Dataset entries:
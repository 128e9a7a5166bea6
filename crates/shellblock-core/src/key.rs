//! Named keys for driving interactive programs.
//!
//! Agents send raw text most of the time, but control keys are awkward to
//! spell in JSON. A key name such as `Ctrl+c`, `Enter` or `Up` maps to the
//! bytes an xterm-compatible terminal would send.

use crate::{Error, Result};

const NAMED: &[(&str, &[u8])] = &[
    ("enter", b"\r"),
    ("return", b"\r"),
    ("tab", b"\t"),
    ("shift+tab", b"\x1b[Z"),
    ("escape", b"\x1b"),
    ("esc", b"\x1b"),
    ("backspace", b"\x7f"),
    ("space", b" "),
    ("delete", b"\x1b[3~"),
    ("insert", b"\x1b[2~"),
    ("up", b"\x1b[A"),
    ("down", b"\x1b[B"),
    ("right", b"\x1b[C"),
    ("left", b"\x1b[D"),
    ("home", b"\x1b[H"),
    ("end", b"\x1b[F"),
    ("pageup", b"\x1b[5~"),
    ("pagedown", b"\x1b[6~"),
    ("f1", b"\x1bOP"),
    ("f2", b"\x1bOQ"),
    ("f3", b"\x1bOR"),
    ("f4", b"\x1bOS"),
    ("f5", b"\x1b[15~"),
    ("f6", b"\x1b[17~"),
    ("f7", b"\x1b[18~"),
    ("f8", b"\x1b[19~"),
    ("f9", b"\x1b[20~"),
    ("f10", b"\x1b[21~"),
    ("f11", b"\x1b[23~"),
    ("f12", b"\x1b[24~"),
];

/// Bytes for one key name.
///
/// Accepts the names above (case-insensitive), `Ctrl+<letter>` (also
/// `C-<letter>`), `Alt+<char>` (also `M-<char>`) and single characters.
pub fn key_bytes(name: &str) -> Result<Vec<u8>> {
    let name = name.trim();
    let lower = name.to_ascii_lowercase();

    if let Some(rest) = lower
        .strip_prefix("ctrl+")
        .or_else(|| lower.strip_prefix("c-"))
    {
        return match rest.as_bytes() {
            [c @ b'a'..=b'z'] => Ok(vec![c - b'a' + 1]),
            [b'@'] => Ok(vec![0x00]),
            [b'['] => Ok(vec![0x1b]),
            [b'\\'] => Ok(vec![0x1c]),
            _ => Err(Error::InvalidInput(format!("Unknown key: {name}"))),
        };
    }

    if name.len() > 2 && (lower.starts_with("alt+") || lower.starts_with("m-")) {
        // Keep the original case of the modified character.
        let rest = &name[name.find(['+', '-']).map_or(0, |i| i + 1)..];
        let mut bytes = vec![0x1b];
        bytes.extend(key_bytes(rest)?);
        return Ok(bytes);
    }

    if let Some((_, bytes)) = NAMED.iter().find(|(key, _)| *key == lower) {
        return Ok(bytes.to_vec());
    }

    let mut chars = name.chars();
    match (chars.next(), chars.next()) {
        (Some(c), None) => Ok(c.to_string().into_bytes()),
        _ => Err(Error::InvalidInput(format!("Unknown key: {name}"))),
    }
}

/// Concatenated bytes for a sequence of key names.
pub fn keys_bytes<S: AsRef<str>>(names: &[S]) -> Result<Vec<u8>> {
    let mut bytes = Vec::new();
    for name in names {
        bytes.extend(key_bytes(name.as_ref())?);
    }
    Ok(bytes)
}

...

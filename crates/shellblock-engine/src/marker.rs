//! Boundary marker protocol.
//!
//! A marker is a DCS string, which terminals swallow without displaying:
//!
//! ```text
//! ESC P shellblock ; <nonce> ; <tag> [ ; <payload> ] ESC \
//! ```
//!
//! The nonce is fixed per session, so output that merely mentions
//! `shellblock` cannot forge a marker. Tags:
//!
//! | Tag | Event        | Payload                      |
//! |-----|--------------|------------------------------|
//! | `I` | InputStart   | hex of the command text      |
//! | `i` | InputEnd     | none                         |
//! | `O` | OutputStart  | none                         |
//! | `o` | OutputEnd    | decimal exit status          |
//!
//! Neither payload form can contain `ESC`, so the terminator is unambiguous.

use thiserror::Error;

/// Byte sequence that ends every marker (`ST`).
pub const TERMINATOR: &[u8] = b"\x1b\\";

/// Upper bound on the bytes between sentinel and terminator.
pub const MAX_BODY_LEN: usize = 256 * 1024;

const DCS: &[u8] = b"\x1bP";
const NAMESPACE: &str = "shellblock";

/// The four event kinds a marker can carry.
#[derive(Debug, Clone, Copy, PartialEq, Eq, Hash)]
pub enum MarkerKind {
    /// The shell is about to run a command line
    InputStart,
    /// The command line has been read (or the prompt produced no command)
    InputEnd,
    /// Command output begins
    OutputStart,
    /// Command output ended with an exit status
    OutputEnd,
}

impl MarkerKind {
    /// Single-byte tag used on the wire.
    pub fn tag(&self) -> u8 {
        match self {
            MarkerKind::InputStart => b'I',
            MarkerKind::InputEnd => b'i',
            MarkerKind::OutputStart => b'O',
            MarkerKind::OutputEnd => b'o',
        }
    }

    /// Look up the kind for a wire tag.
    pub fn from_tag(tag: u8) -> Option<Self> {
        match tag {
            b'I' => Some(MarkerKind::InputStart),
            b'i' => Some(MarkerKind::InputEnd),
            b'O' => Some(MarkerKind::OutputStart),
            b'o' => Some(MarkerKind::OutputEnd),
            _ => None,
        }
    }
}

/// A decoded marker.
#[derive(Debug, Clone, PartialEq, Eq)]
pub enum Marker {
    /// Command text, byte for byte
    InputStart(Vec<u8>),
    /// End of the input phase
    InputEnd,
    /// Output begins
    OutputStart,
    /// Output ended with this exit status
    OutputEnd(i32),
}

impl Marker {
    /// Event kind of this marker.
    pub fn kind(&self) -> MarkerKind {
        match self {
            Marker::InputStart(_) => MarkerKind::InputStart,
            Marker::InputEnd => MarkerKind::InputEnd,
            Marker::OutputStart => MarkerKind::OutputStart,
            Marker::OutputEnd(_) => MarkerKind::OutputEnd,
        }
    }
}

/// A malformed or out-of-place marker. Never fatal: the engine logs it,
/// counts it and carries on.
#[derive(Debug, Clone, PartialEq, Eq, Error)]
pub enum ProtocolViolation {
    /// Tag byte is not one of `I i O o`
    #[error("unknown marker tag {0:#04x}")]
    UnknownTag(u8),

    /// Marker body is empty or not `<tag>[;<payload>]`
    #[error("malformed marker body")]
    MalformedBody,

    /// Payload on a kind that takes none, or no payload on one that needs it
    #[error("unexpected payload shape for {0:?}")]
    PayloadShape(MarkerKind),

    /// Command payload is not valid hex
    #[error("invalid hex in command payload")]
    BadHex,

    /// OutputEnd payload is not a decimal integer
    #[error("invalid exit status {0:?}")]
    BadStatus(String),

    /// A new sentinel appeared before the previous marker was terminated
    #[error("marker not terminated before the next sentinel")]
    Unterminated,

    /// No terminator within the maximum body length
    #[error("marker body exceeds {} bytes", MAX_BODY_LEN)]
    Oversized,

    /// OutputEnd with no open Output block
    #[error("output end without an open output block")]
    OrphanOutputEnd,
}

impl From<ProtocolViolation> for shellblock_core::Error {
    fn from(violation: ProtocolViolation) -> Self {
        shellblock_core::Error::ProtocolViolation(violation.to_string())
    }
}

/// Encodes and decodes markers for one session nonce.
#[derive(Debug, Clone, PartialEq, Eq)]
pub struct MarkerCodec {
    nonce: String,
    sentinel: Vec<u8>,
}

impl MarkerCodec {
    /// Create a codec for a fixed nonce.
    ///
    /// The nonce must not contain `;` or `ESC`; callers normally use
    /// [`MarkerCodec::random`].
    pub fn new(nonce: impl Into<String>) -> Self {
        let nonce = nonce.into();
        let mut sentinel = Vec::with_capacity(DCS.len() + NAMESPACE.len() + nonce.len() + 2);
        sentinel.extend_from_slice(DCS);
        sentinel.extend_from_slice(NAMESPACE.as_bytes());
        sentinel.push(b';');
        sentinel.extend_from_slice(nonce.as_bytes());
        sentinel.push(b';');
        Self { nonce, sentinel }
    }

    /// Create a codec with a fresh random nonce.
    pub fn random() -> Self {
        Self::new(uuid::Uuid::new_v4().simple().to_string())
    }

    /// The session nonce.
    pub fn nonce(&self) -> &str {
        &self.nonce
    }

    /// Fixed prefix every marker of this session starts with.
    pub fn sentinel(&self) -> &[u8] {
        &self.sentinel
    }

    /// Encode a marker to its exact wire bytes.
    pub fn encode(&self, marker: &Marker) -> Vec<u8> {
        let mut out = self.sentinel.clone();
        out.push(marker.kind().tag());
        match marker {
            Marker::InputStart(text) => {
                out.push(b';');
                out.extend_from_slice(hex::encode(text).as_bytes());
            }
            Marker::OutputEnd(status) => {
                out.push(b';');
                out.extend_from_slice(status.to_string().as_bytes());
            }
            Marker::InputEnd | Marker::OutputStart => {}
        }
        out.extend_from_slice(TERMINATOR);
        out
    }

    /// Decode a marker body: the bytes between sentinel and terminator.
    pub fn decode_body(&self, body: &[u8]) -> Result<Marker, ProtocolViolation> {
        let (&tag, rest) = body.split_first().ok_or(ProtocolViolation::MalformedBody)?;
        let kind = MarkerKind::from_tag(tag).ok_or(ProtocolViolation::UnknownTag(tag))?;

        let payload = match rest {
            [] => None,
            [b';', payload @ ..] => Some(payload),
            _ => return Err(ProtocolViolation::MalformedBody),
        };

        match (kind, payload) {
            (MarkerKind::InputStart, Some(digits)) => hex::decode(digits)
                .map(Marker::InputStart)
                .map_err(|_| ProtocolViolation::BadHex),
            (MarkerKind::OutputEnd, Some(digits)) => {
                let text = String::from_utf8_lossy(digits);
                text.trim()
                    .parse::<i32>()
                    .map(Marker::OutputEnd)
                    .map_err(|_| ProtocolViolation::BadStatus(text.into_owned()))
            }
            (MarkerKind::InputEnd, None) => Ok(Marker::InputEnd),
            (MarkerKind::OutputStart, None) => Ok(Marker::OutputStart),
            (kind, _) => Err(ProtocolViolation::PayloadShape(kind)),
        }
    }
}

=== Task prompt ===
Wherever the word "BadHex" appears in a line of the data above, copy that line.

=== Written solution ===
    BadHex,
                .map_err(|_| ProtocolViolation::BadHex),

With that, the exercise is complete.